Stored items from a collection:
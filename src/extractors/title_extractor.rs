//! Code heading lookup
//!
//! The page title reads like `OPS-Code 5-787.3M:` and sits in an h1 or h2.

use scraper::{ElementRef, Html, Selector};

use super::{element_text, match_text};

/// Marker removed from the heading text. Case-sensitive on purpose: it is
/// the site's own spelling.
const CODE_MARKER: &str = "OPS-Code";

/// First h1/h2 in document order whose text mentions `ops-code`
/// (case-insensitive).
pub fn find_code_heading(document: &Html) -> Option<ElementRef<'_>> {
    let selector = Selector::parse("h1, h2").ok()?;

    document
        .select(&selector)
        .find(|heading| match_text(*heading).to_lowercase().contains("ops-code"))
}

/// The code exactly as the heading displays it.
pub fn displayed_code(heading: ElementRef) -> String {
    code_from_heading_text(&element_text(heading))
}

/// `"OPS-Code 5-820.00: Implantation ..."` -> `"5-820.00"`
pub fn code_from_heading_text(text: &str) -> String {
    let stripped = text.replace(CODE_MARKER, "");
    let code = stripped.trim().trim_end_matches(':').trim();

    match code.split_once(':') {
        Some((head, _)) => head.trim().to_string(),
        None => code.to_string(),
    }
}
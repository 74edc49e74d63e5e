//! Page retrieval
//!
//! One blocking GET per code. No retries, no backoff, no caching: the batch
//! runner calls this strictly sequentially.

use std::time::Duration;

use reqwest::blocking::Client;
use reqwest::header::{HeaderMap, HeaderName, HeaderValue, USER_AGENT};
use tracing::{debug, warn};
use url::Url;

pub const DEFAULT_BASE_URL: &str = "https://gesund.bund.de/ops-code-suche/";
pub const DEFAULT_USER_AGENT: &str = "Mozilla/5.0 (compatible; OPSWeb/1.0)";
pub const DEFAULT_TIMEOUT: Duration = Duration::from_secs(20);

/// Classified fetch failure. The `Display` form is what ends up in a
/// record's error field.
#[derive(Debug, thiserror::Error)]
pub enum FetchError {
    /// Server answered with a non-success status
    #[error("HTTP {status}")]
    Http { status: u16 },
    /// DNS, connect, TLS, timeout or body read failure
    #[error("Network error: {0}")]
    Network(String),
    #[error("invalid URL {input:?}: {source}")]
    InvalidUrl {
        input: String,
        #[source]
        source: url::ParseError,
    },
    #[error("invalid header {name:?}")]
    InvalidHeader { name: String },
    #[error("{0}")]
    Client(String),
}

impl FetchError {
    fn from_reqwest(err: reqwest::Error) -> Self {
        if let Some(status) = err.status() {
            return FetchError::Http {
                status: status.as_u16(),
            };
        }
        if err.is_builder() {
            return FetchError::Client(describe(&err));
        }
        FetchError::Network(describe(&err))
    }
}

/// reqwest hides the interesting part (refused, timed out, ...) in the
/// source chain, so flatten it into one line.
fn describe(err: &dyn std::error::Error) -> String {
    let mut message = err.to_string();
    let mut source = err.source();
    while let Some(cause) = source {
        let cause_text = cause.to_string();
        if !message.contains(&cause_text) {
            message.push_str(": ");
            message.push_str(&cause_text);
        }
        source = cause.source();
    }
    message
}

/// Request settings for [`HttpFetcher`]
#[derive(Debug, Clone)]
pub struct FetchOptions {
    /// Origin plus path prefix; slugs are resolved relative to it
    pub base_url: String,
    pub user_agent: String,
    /// Extra headers, applied over the default user agent
    pub headers: Vec<(String, String)>,
    pub timeout: Duration,
}

impl Default for FetchOptions {
    fn default() -> Self {
        Self {
            base_url: DEFAULT_BASE_URL.to_string(),
            user_agent: DEFAULT_USER_AGENT.to_string(),
            headers: vec![],
            timeout: DEFAULT_TIMEOUT,
        }
    }
}

/// Raw markup plus the URL it was finally served from (after redirects)
#[derive(Debug, Clone, PartialEq, Eq)]
pub struct FetchedPage {
    pub html: String,
    pub url: String,
}

/// Anything that can turn a slug into page markup.
pub trait PageFetcher {
    fn fetch(&self, slug: &str) -> Result<FetchedPage, FetchError>;
}

/// [`PageFetcher`] backed by a blocking reqwest client
#[derive(Debug, Clone)]
pub struct HttpFetcher {
    client: Client,
    base: Url,
}

impl HttpFetcher {
    pub fn new(options: &FetchOptions) -> Result<Self, FetchError> {
        let base = Url::parse(&options.base_url).map_err(|source| FetchError::InvalidUrl {
            input: options.base_url.clone(),
            source,
        })?;

        let client = Client::builder()
            .default_headers(build_headers(options)?)
            .timeout(options.timeout)
            .build()
            .map_err(FetchError::from_reqwest)?;

        Ok(Self { client, base })
    }

    /// Resolve a slug against the base URL. An absolute slug replaces the
    /// base entirely.
    pub fn target_url(&self, slug: &str) -> Result<Url, FetchError> {
        self.base.join(slug).map_err(|source| FetchError::InvalidUrl {
            input: slug.to_string(),
            source,
        })
    }
}

impl PageFetcher for HttpFetcher {
    fn fetch(&self, slug: &str) -> Result<FetchedPage, FetchError> {
        let url = self.target_url(slug)?;
        debug!(%url, "fetching OPS page");

        let response = self.client.get(url.clone()).send().map_err(|e| {
            let err = FetchError::from_reqwest(e);
            warn!(%url, error = %err, "request failed");
            err
        })?;

        let status = response.status();
        if !status.is_success() {
            warn!(%url, status = status.as_u16(), "non-success status");
            return Err(FetchError::Http {
                status: status.as_u16(),
            });
        }

        let resolved = response.url().to_string();
        let html = response.text().map_err(FetchError::from_reqwest)?;
        debug!(url = %resolved, bytes = html.len(), "fetched OPS page");

        Ok(FetchedPage {
            html,
            url: resolved,
        })
    }
}

fn build_headers(options: &FetchOptions) -> Result<HeaderMap, FetchError> {
    let mut headers = HeaderMap::new();
    let agent = HeaderValue::from_str(&options.user_agent).map_err(|_| {
        FetchError::InvalidHeader {
            name: USER_AGENT.to_string(),
        }
    })?;
    headers.insert(USER_AGENT, agent);

    for (name, value) in &options.headers {
        let invalid = || FetchError::InvalidHeader { name: name.clone() };
        let header_name = HeaderName::from_bytes(name.trim().as_bytes()).map_err(|_| invalid())?;
        let header_value = HeaderValue::from_str(value.trim()).map_err(|_| invalid())?;
        headers.insert(header_name, header_value);
    }

    Ok(headers)
}
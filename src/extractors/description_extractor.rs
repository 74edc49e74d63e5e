//! Description lookup
//!
//! Walks forward from the code heading through the rest of the document,
//! starting inside the heading itself. The description is rarely a sibling
//! of the heading, so siblings alone are not enough.

use scraper::{ElementRef, Html};

use super::{element_text, next_elements};

/// Lowercased prefixes of boilerplate that sits between title and text
/// (chapter breadcrumb, hints, patient-facing notes).
const SKIP_PREFIXES: &[&str] = &["ops-code", "aus ", "hinweis", "bei ihnen"];

/// Start of the qualifier section. Reaching it means there is no
/// description.
const QUALIFIER_PREFIX: &str = "zusatzkennzeichen";

/// Text of the first element after the start of `heading` (its own children
/// included) that is not boilerplate, or an empty string.
pub fn extract_description(document: &Html, heading: ElementRef) -> String {
    for element in next_elements(document, heading) {
        let text = element_text(element);
        if text.is_empty() {
            continue;
        }

        let lower = text.to_lowercase();
        if SKIP_PREFIXES.iter().any(|prefix| lower.starts_with(prefix)) {
            continue;
        }
        if lower.starts_with(QUALIFIER_PREFIX) {
            break;
        }
        return text;
    }

    String::new()
}
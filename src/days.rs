use crate::config::OptimizationSettings;
use crate::data::Day;
use crate::state::SlotTable;

/// Days to try for the next course, given what is already committed.
///
/// Policy precedence: balance across days, then minimize days used, then
/// plain 1..=num_days.
pub fn day_order(table: &SlotTable, optimization: &OptimizationSettings) -> Vec<Day> {
    let num_days = table.num_days();

    if optimization.balance_across_days {
        // min_by_key keeps the first minimum, i.e. the lowest day
        let start = (1..=num_days).min_by_key(|&d| table.load(d)).unwrap_or(1);
        (0..num_days).map(|i| (start - 1 + i) % num_days + 1).collect()
    } else if optimization.minimize_days_used {
        let (mut used, unused): (Vec<Day>, Vec<Day>) =
            (1..=num_days).partition(|&d| table.is_day_used(d));
        used.extend(unused);
        used
    } else {
        (1..=num_days).collect()
    }
}
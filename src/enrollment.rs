use std::collections::{BTreeSet, HashMap, HashSet};

use log::trace;

use crate::data::{Course, CourseId, Enrollment, Student, StudentId};

/// Course → enrolled students, derived once per run.
#[derive(Debug, Clone, Default)]
pub struct EnrollmentIndex {
    students: HashMap<CourseId, BTreeSet<StudentId>>,
}

impl EnrollmentIndex {
    /// Builds the index. Pairs naming an unknown course or student are
    /// dropped, and duplicate pairs collapse into one.
    pub fn build(courses: &[Course], students: &[Student], enrollments: &[Enrollment]) -> Self {
        let known_students: HashSet<StudentId> = students.iter().map(|s| s.id).collect();
        let mut index: HashMap<CourseId, BTreeSet<StudentId>> =
            courses.iter().map(|c| (c.id, BTreeSet::new())).collect();

        let mut skipped = 0usize;
        for enrollment in enrollments {
            match index.get_mut(&enrollment.course_id) {
                Some(set) if known_students.contains(&enrollment.student_id) => {
                    set.insert(enrollment.student_id);
                }
                _ => skipped += 1,
            }
        }
        if skipped > 0 {
            trace!("Ignored {} enrollments with unknown course or student.", skipped);
        }

        Self { students: index }
    }

    /// Students enrolled in `course_id`; empty for unknown courses.
    pub fn students_of(&self, course_id: CourseId) -> impl Iterator<Item = StudentId> + '_ {
        self.students
            .get(&course_id)
            .into_iter()
            .flat_map(|set| set.iter().copied())
    }

    pub fn count(&self, course_id: CourseId) -> usize {
        self.students.get(&course_id).map_or(0, BTreeSet::len)
    }
}

#[cfg(test)]
mod tests {
    use super::*;

    fn course(id: CourseId) -> Course {
        Course {
            id,
            code: format!("C{id}"),
            name: format!("Course {id}"),
        }
    }

    fn student(id: StudentId) -> Student {
        Student {
            id,
            student_number: None,
            name: None,
        }
    }

    fn enroll(student_id: StudentId, course_id: CourseId) -> Enrollment {
        Enrollment {
            student_id,
            course_id,
        }
    }

    #[test]
    fn test_counts_unique_students() {
        let courses = vec![course(1), course(2)];
        let students = vec![student(10), student(11)];
        let enrollments = vec![enroll(10, 1), enroll(11, 1), enroll(10, 2)];

        let index = EnrollmentIndex::build(&courses, &students, &enrollments);
        assert_eq!(index.count(1), 2);
        assert_eq!(index.count(2), 1);
        assert_eq!(index.students_of(1).collect::<Vec<_>>(), vec![10, 11]);
    }

    #[test]
    fn test_duplicates_are_idempotent() {
        let courses = vec![course(1)];
        let students = vec![student(10)];
        let once = EnrollmentIndex::build(&courses, &students, &[enroll(10, 1)]);
        let repeated = [enroll(10, 1), enroll(10, 1), enroll(10, 1)];
        let thrice = EnrollmentIndex::build(&courses, &students, &repeated);

        assert_eq!(once.count(1), thrice.count(1));
        assert_eq!(
            once.students_of(1).collect::<Vec<_>>(),
            thrice.students_of(1).collect::<Vec<_>>()
        );
    }

    #[test]
    fn test_unknown_references_are_ignored() {
        let courses = vec![course(1)];
        let students = vec![student(10)];
        let enrollments = vec![enroll(99, 1), enroll(10, 42)];

        let index = EnrollmentIndex::build(&courses, &students, &enrollments);
        assert_eq!(index.count(1), 0);
        assert_eq!(index.count(42), 0);
        assert_eq!(index.students_of(42).count(), 0);
    }
}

> _Problem_
Only the lines containing the word "crate" should be returned from the data above.

> _Exercise answer_
use crate::config::OptimizationSettings;
use crate::data::Day;
use crate::state::SlotTable;
use crate::data::{Course, CourseId, Enrollment, Student, StudentId};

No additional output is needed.